What is needed: The lines needed are those below that contain the word "Some"; copy each one.

*** Information Section Begins ***

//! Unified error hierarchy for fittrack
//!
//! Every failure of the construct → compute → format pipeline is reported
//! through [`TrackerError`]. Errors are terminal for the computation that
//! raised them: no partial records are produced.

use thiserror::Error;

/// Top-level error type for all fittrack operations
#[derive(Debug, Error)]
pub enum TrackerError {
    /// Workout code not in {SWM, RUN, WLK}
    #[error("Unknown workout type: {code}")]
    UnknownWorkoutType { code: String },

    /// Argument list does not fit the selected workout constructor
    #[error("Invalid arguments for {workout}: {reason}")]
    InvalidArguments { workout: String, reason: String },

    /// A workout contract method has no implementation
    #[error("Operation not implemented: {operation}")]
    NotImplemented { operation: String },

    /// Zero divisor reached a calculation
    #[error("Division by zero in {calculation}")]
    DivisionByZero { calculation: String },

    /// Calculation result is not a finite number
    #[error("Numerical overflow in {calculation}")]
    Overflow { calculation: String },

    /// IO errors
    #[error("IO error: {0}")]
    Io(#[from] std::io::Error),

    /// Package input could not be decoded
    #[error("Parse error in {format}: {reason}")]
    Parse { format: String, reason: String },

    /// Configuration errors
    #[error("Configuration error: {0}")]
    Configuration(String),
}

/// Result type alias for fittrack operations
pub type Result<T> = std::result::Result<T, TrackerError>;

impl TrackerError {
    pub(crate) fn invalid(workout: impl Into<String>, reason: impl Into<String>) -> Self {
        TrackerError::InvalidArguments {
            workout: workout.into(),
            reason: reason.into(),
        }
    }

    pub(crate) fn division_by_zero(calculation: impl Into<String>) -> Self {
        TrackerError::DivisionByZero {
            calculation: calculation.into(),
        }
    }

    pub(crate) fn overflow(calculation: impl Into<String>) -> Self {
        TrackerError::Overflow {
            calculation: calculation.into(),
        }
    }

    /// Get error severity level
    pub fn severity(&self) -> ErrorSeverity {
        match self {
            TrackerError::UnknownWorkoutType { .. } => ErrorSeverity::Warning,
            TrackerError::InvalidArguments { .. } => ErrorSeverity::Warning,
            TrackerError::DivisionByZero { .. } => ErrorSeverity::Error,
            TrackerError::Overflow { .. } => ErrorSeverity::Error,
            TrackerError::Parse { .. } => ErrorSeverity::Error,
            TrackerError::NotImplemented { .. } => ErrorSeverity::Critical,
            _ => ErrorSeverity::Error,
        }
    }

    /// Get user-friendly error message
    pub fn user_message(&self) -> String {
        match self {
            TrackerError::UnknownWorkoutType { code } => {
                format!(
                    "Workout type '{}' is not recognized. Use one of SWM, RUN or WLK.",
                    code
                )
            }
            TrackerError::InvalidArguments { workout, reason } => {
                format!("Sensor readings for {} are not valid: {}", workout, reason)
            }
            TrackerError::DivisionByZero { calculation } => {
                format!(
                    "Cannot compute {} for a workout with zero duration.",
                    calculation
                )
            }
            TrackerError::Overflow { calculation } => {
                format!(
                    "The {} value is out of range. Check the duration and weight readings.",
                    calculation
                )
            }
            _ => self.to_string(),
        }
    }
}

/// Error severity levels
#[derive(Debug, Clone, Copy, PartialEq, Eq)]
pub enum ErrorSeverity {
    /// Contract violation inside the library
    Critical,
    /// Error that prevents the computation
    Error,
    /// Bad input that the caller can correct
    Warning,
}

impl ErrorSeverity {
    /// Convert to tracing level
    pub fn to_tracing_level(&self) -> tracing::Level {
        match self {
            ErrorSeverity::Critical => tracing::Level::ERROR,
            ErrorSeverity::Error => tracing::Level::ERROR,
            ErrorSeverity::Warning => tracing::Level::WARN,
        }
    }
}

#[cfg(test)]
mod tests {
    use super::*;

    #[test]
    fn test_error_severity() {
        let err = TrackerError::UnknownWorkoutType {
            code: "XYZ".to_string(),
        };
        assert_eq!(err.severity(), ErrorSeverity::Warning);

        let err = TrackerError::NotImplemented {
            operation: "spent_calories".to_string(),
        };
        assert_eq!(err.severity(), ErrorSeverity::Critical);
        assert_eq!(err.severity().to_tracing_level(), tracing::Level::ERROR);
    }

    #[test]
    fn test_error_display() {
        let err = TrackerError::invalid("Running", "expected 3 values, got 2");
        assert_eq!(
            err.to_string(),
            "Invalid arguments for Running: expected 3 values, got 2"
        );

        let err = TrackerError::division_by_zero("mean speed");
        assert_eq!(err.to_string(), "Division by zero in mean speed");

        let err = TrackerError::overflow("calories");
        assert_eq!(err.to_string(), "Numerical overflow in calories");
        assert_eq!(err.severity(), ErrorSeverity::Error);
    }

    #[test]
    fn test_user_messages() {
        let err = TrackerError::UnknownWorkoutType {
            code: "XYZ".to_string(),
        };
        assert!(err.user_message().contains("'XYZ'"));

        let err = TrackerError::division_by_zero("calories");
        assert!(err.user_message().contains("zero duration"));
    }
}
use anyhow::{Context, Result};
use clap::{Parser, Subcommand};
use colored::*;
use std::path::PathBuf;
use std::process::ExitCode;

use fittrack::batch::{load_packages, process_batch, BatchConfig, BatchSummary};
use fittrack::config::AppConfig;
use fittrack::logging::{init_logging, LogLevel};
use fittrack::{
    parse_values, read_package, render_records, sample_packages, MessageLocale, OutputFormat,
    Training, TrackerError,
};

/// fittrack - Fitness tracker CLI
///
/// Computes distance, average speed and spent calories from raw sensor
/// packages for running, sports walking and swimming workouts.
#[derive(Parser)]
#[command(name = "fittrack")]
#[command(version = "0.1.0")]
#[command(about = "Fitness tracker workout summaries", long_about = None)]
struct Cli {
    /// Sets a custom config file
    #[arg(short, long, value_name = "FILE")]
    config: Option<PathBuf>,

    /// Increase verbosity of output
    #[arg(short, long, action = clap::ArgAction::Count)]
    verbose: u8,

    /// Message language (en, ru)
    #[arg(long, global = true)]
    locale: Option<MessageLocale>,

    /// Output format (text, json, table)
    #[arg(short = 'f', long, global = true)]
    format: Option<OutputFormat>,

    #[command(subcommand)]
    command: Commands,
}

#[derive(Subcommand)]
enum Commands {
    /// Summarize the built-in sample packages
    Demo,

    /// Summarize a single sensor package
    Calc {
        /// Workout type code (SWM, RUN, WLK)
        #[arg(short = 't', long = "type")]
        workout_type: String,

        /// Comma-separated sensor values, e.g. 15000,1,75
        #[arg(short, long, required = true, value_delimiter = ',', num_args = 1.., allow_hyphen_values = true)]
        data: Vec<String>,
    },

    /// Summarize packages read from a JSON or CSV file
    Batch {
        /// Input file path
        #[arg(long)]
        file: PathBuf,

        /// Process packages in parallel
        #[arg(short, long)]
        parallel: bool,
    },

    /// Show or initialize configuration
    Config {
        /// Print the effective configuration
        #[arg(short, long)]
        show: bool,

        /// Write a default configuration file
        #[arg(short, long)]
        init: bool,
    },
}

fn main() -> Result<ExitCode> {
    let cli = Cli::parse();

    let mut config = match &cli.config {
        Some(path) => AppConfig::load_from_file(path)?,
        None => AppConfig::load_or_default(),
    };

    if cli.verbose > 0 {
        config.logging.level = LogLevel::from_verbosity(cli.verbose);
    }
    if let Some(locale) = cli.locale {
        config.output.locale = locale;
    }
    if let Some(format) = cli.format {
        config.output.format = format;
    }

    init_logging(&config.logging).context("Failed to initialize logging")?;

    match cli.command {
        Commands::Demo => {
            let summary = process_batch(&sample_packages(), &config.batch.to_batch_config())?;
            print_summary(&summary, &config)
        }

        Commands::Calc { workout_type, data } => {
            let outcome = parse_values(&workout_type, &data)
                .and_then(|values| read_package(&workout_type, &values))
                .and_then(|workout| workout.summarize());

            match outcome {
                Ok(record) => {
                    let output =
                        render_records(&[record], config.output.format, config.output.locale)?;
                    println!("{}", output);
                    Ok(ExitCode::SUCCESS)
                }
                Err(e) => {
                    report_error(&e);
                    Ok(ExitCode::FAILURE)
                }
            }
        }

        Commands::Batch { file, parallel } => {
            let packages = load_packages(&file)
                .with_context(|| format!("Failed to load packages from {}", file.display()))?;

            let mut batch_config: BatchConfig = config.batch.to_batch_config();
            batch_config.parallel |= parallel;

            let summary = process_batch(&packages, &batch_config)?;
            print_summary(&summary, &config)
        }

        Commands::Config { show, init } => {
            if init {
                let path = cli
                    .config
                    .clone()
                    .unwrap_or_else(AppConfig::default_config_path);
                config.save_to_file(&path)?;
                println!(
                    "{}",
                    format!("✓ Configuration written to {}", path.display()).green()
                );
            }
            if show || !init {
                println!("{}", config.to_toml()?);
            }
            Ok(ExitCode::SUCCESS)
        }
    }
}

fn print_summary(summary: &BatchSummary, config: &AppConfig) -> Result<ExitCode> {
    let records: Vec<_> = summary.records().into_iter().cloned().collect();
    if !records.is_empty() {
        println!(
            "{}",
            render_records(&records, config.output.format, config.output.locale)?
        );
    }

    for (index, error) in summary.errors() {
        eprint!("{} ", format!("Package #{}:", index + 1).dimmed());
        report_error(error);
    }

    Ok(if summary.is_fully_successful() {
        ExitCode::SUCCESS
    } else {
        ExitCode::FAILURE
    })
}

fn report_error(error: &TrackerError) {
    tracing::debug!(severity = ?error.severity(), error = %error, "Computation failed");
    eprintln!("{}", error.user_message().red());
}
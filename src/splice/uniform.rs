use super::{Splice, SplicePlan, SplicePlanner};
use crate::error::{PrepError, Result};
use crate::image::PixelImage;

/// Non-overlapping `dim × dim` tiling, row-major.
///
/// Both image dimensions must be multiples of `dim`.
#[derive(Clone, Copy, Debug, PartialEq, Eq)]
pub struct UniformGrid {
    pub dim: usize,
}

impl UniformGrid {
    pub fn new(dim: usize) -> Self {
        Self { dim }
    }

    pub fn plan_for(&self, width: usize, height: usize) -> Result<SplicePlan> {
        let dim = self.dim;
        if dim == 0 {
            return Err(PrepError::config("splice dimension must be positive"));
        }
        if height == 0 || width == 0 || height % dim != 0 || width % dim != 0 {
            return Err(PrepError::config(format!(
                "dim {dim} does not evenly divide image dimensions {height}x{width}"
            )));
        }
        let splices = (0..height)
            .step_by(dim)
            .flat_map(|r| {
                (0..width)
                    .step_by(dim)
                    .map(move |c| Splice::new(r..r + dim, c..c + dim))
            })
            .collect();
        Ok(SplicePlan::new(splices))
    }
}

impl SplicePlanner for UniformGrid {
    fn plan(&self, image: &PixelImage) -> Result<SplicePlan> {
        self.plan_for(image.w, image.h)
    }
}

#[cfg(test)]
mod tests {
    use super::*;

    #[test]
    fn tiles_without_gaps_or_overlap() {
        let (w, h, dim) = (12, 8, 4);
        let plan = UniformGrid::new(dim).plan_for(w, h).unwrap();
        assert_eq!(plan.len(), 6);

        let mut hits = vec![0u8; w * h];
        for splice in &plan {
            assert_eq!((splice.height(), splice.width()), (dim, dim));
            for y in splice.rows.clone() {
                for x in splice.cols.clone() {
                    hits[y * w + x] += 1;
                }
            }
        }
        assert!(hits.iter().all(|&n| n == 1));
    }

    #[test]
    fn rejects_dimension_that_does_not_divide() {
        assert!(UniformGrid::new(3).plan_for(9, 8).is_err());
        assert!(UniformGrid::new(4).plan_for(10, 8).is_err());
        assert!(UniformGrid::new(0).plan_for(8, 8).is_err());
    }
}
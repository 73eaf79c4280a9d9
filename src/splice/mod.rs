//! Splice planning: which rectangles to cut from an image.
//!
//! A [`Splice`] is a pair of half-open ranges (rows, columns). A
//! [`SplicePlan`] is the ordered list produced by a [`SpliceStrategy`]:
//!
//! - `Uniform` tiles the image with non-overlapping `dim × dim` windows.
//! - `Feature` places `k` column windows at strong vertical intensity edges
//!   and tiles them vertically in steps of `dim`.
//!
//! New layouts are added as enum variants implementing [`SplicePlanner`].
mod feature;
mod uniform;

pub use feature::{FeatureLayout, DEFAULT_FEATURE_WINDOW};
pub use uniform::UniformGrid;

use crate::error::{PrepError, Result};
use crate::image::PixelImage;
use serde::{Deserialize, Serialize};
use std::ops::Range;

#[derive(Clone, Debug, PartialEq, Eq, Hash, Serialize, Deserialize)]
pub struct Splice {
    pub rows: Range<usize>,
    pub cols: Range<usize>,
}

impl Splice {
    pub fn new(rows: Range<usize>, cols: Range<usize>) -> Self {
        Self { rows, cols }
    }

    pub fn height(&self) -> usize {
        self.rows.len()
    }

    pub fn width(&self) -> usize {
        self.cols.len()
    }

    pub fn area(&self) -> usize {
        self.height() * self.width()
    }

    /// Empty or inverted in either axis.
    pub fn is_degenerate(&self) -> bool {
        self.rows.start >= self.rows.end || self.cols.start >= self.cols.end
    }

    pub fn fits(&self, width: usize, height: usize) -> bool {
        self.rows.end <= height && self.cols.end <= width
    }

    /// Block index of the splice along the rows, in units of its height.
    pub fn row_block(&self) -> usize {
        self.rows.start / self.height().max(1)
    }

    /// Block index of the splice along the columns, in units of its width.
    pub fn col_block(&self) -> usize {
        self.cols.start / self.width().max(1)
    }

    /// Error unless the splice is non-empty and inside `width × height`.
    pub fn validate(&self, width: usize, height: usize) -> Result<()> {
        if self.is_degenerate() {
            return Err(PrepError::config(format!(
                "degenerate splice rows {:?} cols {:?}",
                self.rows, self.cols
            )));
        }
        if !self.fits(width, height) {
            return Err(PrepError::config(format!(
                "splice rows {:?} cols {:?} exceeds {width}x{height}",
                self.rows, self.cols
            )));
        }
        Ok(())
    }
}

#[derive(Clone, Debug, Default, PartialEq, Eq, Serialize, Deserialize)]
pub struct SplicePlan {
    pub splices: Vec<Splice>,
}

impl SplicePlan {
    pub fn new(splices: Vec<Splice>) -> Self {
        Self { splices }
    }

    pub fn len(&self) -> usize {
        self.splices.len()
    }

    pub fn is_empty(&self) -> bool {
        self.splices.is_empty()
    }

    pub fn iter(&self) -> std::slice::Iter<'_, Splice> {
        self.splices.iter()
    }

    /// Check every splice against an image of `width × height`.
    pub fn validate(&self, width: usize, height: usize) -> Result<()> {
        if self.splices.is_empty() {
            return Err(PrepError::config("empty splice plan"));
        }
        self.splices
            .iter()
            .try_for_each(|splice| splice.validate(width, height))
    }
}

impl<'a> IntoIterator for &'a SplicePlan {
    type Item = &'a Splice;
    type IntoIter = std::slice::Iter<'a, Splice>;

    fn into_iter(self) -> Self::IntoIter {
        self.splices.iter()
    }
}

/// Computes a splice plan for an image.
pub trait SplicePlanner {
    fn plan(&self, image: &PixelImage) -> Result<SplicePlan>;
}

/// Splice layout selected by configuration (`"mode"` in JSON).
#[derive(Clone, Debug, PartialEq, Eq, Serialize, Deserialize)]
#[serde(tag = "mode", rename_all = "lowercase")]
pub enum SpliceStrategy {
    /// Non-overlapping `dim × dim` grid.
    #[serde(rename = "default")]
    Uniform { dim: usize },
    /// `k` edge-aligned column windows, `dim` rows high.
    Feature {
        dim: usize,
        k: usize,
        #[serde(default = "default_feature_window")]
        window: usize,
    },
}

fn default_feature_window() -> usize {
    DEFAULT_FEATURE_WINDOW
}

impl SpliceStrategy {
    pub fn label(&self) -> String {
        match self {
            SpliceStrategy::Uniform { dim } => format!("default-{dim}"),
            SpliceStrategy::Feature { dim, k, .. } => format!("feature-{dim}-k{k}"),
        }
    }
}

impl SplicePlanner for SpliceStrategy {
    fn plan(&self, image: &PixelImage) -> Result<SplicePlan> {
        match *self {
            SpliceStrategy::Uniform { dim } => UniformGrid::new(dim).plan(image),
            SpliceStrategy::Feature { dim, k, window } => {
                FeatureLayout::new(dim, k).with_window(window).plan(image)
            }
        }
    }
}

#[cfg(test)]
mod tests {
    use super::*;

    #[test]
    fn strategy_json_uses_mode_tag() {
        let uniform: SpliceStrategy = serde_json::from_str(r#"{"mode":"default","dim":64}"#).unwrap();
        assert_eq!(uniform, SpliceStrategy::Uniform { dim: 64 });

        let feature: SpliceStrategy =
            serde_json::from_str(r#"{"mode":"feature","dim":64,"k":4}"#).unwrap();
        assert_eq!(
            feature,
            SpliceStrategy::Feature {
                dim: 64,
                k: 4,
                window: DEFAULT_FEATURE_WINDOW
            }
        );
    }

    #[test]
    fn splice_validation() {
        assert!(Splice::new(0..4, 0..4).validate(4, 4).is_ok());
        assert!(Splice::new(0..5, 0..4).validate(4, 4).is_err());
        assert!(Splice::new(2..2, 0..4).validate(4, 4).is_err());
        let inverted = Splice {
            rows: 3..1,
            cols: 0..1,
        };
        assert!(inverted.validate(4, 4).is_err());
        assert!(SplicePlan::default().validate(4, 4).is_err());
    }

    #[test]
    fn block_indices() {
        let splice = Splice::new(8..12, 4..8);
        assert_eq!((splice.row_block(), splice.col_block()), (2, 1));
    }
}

*** Information Section Ends ***

Answer box:
        Some(path) => AppConfig::load_from_file(path)?,
    if let Some(locale) = cli.locale {
    if let Some(format) = cli.format {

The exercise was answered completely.